#### What the task requires:
When a line in the records contains the string "ready", copy that line.

#####

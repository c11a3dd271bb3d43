use async_graphql::{Context, ID, Object, Result};

use super::{parse_id, store, store_failure};
use crate::models::{Client, Project};

pub struct QueryRoot;

#[Object(name = "RootQueryType")]
impl QueryRoot {
    /// Description of a client
    async fn client(&self, ctx: &Context<'_>, id: ID) -> Result<Option<Client>> {
        let Some(id) = parse_id(&id) else {
            return Ok(None);
        };
        store(ctx)?.get_client(id).await.map_err(store_failure)
    }

    /// List of all clients
    async fn clients(&self, ctx: &Context<'_>) -> Result<Vec<Client>> {
        store(ctx)?.get_clients().await.map_err(store_failure)
    }

    /// Description of a project
    async fn project(&self, ctx: &Context<'_>, id: ID) -> Result<Option<Project>> {
        let Some(id) = parse_id(&id) else {
            return Ok(None);
        };
        store(ctx)?.get_project(id).await.map_err(store_failure)
    }

    /// List of all projects
    async fn projects(&self, ctx: &Context<'_>) -> Result<Vec<Project>> {
        store(ctx)?.get_projects().await.map_err(store_failure)
    }
}
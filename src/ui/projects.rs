use anyhow::Result;
use crossterm::event::KeyCode;
use tui::{
    backend::Backend,
    layout::{Constraint, Direction, Layout},
    style::{Color, Modifier, Style},
    text::{Span, Spans},
    widgets::{Block, Borders, List, ListItem, ListState, Paragraph},
    Frame,
};

use crate::api::ProjectRecord;
use crate::ui::{read_key, render_remote, step_selection, Remote};

// Represents the state of the project list screen
pub struct ProjectsState {
    projects: Remote<Vec<ProjectRecord>>,
    list_state: ListState,
}

impl ProjectsState {
    pub fn new(projects: Remote<Vec<ProjectRecord>>) -> Self {
        let mut list_state = ListState::default();
        if projects.ready().is_some_and(|p| !p.is_empty()) {
            list_state.select(Some(0));
        }

        Self {
            projects,
            list_state,
        }
    }

    pub fn is_loading(&self) -> bool {
        matches!(self.projects, Remote::Loading)
    }

    fn items(&self) -> &[ProjectRecord] {
        self.projects.ready().map(Vec::as_slice).unwrap_or(&[])
    }

    pub fn next(&mut self) {
        let i = step_selection(self.list_state.selected(), self.items().len(), true);
        self.list_state.select(i);
    }

    pub fn previous(&mut self) {
        let i = step_selection(self.list_state.selected(), self.items().len(), false);
        self.list_state.select(i);
    }

    pub fn selected_project(&self) -> Option<&ProjectRecord> {
        self.list_state.selected().and_then(|i| self.items().get(i))
    }

    pub fn selected_project_id(&self) -> Option<String> {
        self.selected_project().map(|p| p.id.clone())
    }
}

pub enum ProjectAction {
    Quit,
    ShowClients,
    NewProject,
    SelectProject(String), // Contains project_id
}

pub fn render_projects<B: Backend>(frame: &mut Frame<B>, state: &mut ProjectsState) {
    let size = frame.size();
    let chunks = Layout::default()
        .direction(Direction::Vertical)
        .constraints([Constraint::Min(1), Constraint::Length(3)].as_ref())
        .split(size);

    let Some(projects) = render_remote(frame, &state.projects, chunks[0]) else {
        return;
    };

    let items: Vec<ListItem> = projects
        .iter()
        .map(|project| {
            ListItem::new(Spans::from(vec![
                Span::raw(&project.name),
                Span::raw(" ("),
                Span::styled(&project.status, Style::default().fg(Color::Cyan)),
                Span::raw(")"),
            ]))
        })
        .collect();

    let projects_list = List::new(items)
        .block(Block::default().title("Projects").borders(Borders::ALL))
        .highlight_style(
            Style::default()
                .bg(Color::Blue)
                .fg(Color::White)
                .add_modifier(Modifier::BOLD),
        );

    frame.render_stateful_widget(projects_list, chunks[0], &mut state.list_state);

    let buttons_text = if state.selected_project().is_some() {
        "<N> New Project | <Enter> View Project | <Tab> Clients | <Q> Quit"
    } else {
        "<N> New Project | <Tab> Clients | <Q> Quit"
    };

    let buttons = Paragraph::new(buttons_text)
        .block(Block::default().borders(Borders::TOP))
        .style(Style::default().fg(Color::White));

    frame.render_widget(buttons, chunks[1]);
}

pub fn handle_input(state: &mut ProjectsState) -> Result<Option<ProjectAction>> {
    Ok(read_key()?.and_then(|code| handle_key(state, code)))
}

pub fn handle_key(state: &mut ProjectsState, code: KeyCode) -> Option<ProjectAction> {
    match code {
        KeyCode::Char('q') | KeyCode::Esc => return Some(ProjectAction::Quit),
        KeyCode::Tab => return Some(ProjectAction::ShowClients),
        KeyCode::Char('n') => return Some(ProjectAction::NewProject),
        KeyCode::Enter => return state.selected_project_id().map(ProjectAction::SelectProject),
        KeyCode::Down => state.next(),
        KeyCode::Up => state.previous(),
        _ => {}
    }
    None
}
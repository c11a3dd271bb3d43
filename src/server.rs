//! HTTP transport for the GraphQL schema.

use std::net::SocketAddr;

use anyhow::Result;
use async_graphql::http::{GraphiQLSource, parse_query_string};
use async_graphql::parser::parse_query;
use async_graphql::parser::types::OperationType;
use axum::Router;
use axum::extract::{RawQuery, State};
use axum::http::StatusCode;
use axum::response::{Html, IntoResponse, Json, Response};
use axum::routing::get;
use tokio::net::TcpListener;
use tower_http::trace::TraceLayer;

use crate::schema::ProjectSchema;

pub const GRAPHQL_PATH: &str = "/graphql";

const MISSING_QUERY: &str = "Must provide query string.";
const MUTATION_OVER_GET: &str = "Can only perform a mutation operation from a POST request.";

/// Build the router serving `schema` at `/graphql`.
///
/// Queries are accepted as a POST body or a GET query string. A bare
/// `GET /graphql` serves the GraphiQL explorer when `graphiql` is set.
pub fn router(schema: ProjectSchema, graphiql: bool) -> Router {
    let endpoint = if graphiql {
        get(graphiql_or_query)
    } else {
        get(graphql_get_handler)
    };

    Router::new()
        .route(GRAPHQL_PATH, endpoint.post(graphql_handler))
        .layer(TraceLayer::new_for_http())
        .with_state(schema)
}

async fn graphql_handler(
    State(schema): State<ProjectSchema>,
    Json(request): Json<async_graphql::Request>,
) -> Json<async_graphql::Response> {
    Json(schema.execute(request).await)
}

async fn graphql_get_handler(
    State(schema): State<ProjectSchema>,
    RawQuery(query): RawQuery,
) -> Response {
    let Some(query) = query else {
        return (StatusCode::BAD_REQUEST, MISSING_QUERY).into_response();
    };
    let request = match parse_query_string(&query) {
        Ok(request) => request,
        Err(err) => return (StatusCode::BAD_REQUEST, err.to_string()).into_response(),
    };

    if is_mutation(&request.query) {
        return (StatusCode::METHOD_NOT_ALLOWED, MUTATION_OVER_GET).into_response();
    }

    Json(schema.execute(request).await).into_response()
}

async fn graphiql_or_query(
    State(schema): State<ProjectSchema>,
    RawQuery(query): RawQuery,
) -> Response {
    match query {
        Some(query) => graphql_get_handler(State(schema), RawQuery(Some(query))).await,
        None => graphiql_page().await.into_response(),
    }
}

async fn graphiql_page() -> Html<String> {
    Html(GraphiQLSource::build().endpoint(GRAPHQL_PATH).finish())
}

// Unparsable documents are left for the executor to report.
fn is_mutation(query: &str) -> bool {
    parse_query(query).is_ok_and(|doc| {
        doc.operations
            .iter()
            .any(|(_, op)| op.node.ty == OperationType::Mutation)
    })
}

/// Serve the schema on `port` until Ctrl-C
pub async fn serve(schema: ProjectSchema, port: u16, graphiql: bool) -> Result<()> {
    let addr = SocketAddr::from(([0, 0, 0, 0], port));
    let listener = TcpListener::bind(addr).await?;
    tracing::info!(%addr, graphiql, "server is running");

    axum::serve(listener, router(schema, graphiql))
        .with_graceful_shutdown(shutdown_signal())
        .await?;

    tracing::info!("server stopped");
    Ok(())
}

async fn shutdown_signal() {
    if let Err(err) = tokio::signal::ctrl_c().await {
        tracing::warn!(error = %err, "failed to listen for shutdown signal");
        std::future::pending::<()>().await;
    }
}

#[cfg(test)]
mod tests {
    use std::sync::Arc;

    use axum::body::{Body, to_bytes};
    use axum::http::{Request, StatusCode, header};
    use serde_json::{Value, json};
    use tower::ServiceExt;

    use super::*;
    use crate::db::MemoryStore;
    use crate::schema::build_schema;

    fn app(graphiql: bool) -> Router {
        router(build_schema(Arc::new(MemoryStore::new())), graphiql)
    }

    fn graphql_request(body: Value) -> Request<Body> {
        Request::builder()
            .method("POST")
            .uri(GRAPHQL_PATH)
            .header(header::CONTENT_TYPE, "application/json")
            .body(Body::from(body.to_string()))
            .unwrap()
    }

    async fn json_body(response: axum::response::Response) -> Value {
        let bytes = to_bytes(response.into_body(), usize::MAX).await.unwrap();
        serde_json::from_slice(&bytes).unwrap()
    }

    #[tokio::test]
    async fn test_post_executes_mutation_and_query() {
        let app = app(false);

        let response = app
            .clone()
            .oneshot(graphql_request(json!({
                "query": "mutation ($n: String!) { addClient(name: $n, email: \"a@acme.com\", phone: \"555-1234\") { name } }",
                "variables": { "n": "Acme" },
            })))
            .await
            .unwrap();
        assert_eq!(response.status(), StatusCode::OK);
        assert_eq!(json_body(response).await["data"]["addClient"]["name"], "Acme");

        let response = app
            .oneshot(graphql_request(json!({ "query": "{ clients { name } }" })))
            .await
            .unwrap();
        assert_eq!(
            json_body(response).await["data"],
            json!({ "clients": [{ "name": "Acme" }] })
        );
    }

    #[tokio::test]
    async fn test_validation_errors_are_returned_to_caller() {
        let response = app(false)
            .oneshot(graphql_request(json!({ "query": "mutation { deleteProject { id } }" })))
            .await
            .unwrap();

        let body = json_body(response).await;
        let message = body["errors"][0]["message"].as_str().unwrap();
        assert!(message.contains("id"));
    }

    #[tokio::test]
    async fn test_graphiql_served_in_development() {
        let response = app(true)
            .oneshot(Request::get(GRAPHQL_PATH).body(Body::empty()).unwrap())
            .await
            .unwrap();

        assert_eq!(response.status(), StatusCode::OK);
        let bytes = to_bytes(response.into_body(), usize::MAX).await.unwrap();
        let page = String::from_utf8(bytes.to_vec()).unwrap();
        assert!(page.to_lowercase().contains("graphiql"));
    }

    #[tokio::test]
    async fn test_graphiql_hidden_outside_development() {
        let response = app(false)
            .oneshot(Request::get(GRAPHQL_PATH).body(Body::empty()).unwrap())
            .await
            .unwrap();

        assert_eq!(response.status(), StatusCode::BAD_REQUEST);
    }

    #[tokio::test]
    async fn test_get_executes_query_string() {
        for graphiql in [false, true] {
            let response = app(graphiql)
                .oneshot(
                    Request::get(format!("{GRAPHQL_PATH}?query=%7Bclients%7Bid%7D%7D"))
                        .body(Body::empty())
                        .unwrap(),
                )
                .await
                .unwrap();

            assert_eq!(response.status(), StatusCode::OK);
            assert_eq!(json_body(response).await["data"], json!({ "clients": [] }));
        }
    }

    #[tokio::test]
    async fn test_get_refuses_mutations() {
        let query = "mutation%7BdeleteProject(id:%22x%22)%7Bid%7D%7D";
        let response = app(false)
            .oneshot(
                Request::get(format!("{GRAPHQL_PATH}?query={query}"))
                    .body(Body::empty())
                    .unwrap(),
            )
            .await
            .unwrap();

        assert_eq!(response.status(), StatusCode::METHOD_NOT_ALLOWED);
    }
}
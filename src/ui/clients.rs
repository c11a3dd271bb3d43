use anyhow::Result;
use crossterm::event::KeyCode;
use tui::{
    backend::Backend,
    layout::{Constraint, Direction, Layout},
    style::{Color, Modifier, Style},
    text::{Span, Spans},
    widgets::{Block, Borders, List, ListItem, ListState, Paragraph},
    Frame,
};

use crate::api::ClientRecord;
use crate::ui::{read_key, render_confirmation, render_remote, step_selection, Remote};

// Represents the state of the client list screen
pub struct ClientsState {
    clients: Remote<Vec<ClientRecord>>,
    list_state: ListState,
    show_delete_confirmation: bool,
}

impl ClientsState {
    pub fn new(clients: Remote<Vec<ClientRecord>>) -> Self {
        let mut list_state = ListState::default();
        if clients.ready().is_some_and(|c| !c.is_empty()) {
            list_state.select(Some(0));
        }

        Self {
            clients,
            list_state,
            show_delete_confirmation: false,
        }
    }

    pub fn is_loading(&self) -> bool {
        matches!(self.clients, Remote::Loading)
    }

    fn items(&self) -> &[ClientRecord] {
        self.clients.ready().map(Vec::as_slice).unwrap_or(&[])
    }

    pub fn next(&mut self) {
        let i = step_selection(self.list_state.selected(), self.items().len(), true);
        self.list_state.select(i);
    }

    pub fn previous(&mut self) {
        let i = step_selection(self.list_state.selected(), self.items().len(), false);
        self.list_state.select(i);
    }

    pub fn toggle_delete_confirmation(&mut self) {
        self.show_delete_confirmation = !self.show_delete_confirmation;
    }

    pub fn selected_client(&self) -> Option<&ClientRecord> {
        self.list_state.selected().and_then(|i| self.items().get(i))
    }

    pub fn selected_client_id(&self) -> Option<String> {
        self.selected_client().map(|c| c.id.clone())
    }
}

pub enum ClientAction {
    Quit,
    ShowProjects,
    NewClient,
    DeleteClient(String), // Contains client_id
}

pub fn render_clients<B: Backend>(frame: &mut Frame<B>, state: &mut ClientsState) {
    let size = frame.size();
    let chunks = Layout::default()
        .direction(Direction::Vertical)
        .constraints([Constraint::Min(1), Constraint::Length(3)].as_ref())
        .split(size);

    let Some(clients) = render_remote(frame, &state.clients, chunks[0]) else {
        return;
    };

    let items: Vec<ListItem> = clients
        .iter()
        .map(|client| {
            ListItem::new(Spans::from(vec![
                Span::styled(&client.name, Style::default().add_modifier(Modifier::BOLD)),
                Span::raw("  "),
                Span::raw(&client.email),
                Span::raw("  "),
                Span::raw(&client.phone),
            ]))
        })
        .collect();

    let clients_list = List::new(items)
        .block(Block::default().title("Clients").borders(Borders::ALL))
        .highlight_style(
            Style::default()
                .bg(Color::Blue)
                .fg(Color::White)
                .add_modifier(Modifier::BOLD),
        );

    frame.render_stateful_widget(clients_list, chunks[0], &mut state.list_state);

    let buttons_text = if state.selected_client().is_some() {
        "<N> New Client | <D> Delete Client | <Tab> Projects | <Q> Quit"
    } else {
        "<N> New Client | <Tab> Projects | <Q> Quit"
    };

    let buttons = Paragraph::new(buttons_text)
        .block(Block::default().borders(Borders::TOP))
        .style(Style::default().fg(Color::White));

    frame.render_widget(buttons, chunks[1]);

    if state.show_delete_confirmation {
        render_confirmation(
            frame,
            "Are you sure you want to delete this client?",
            "All of the client's projects will also be deleted.",
        );
    }
}

pub fn handle_input(state: &mut ClientsState) -> Result<Option<ClientAction>> {
    Ok(read_key()?.and_then(|code| handle_key(state, code)))
}

pub fn handle_key(state: &mut ClientsState, code: KeyCode) -> Option<ClientAction> {
    if state.show_delete_confirmation {
        match code {
            KeyCode::Char('y') => {
                state.toggle_delete_confirmation();
                return state.selected_client_id().map(ClientAction::DeleteClient);
            }
            KeyCode::Char('n') | KeyCode::Char('q') | KeyCode::Esc => {
                state.toggle_delete_confirmation();
            }
            _ => {}
        }
        return None;
    }

    match code {
        KeyCode::Char('q') | KeyCode::Esc => return Some(ClientAction::Quit),
        KeyCode::Tab => return Some(ClientAction::ShowProjects),
        KeyCode::Char('n') => return Some(ClientAction::NewClient),
        KeyCode::Char('d') => {
            if state.selected_client().is_some() {
                state.toggle_delete_confirmation();
            }
        }
        KeyCode::Down => state.next(),
        KeyCode::Up => state.previous(),
        _ => {}
    }
    None
}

#####

#### Written answer:
        if projects.ready().is_some_and(|p| !p.is_empty()) {
        self.projects.ready().map(Vec::as_slice).unwrap_or(&[])
        if clients.ready().is_some_and(|c| !c.is_empty()) {
        self.clients.ready().map(Vec::as_slice).unwrap_or(&[])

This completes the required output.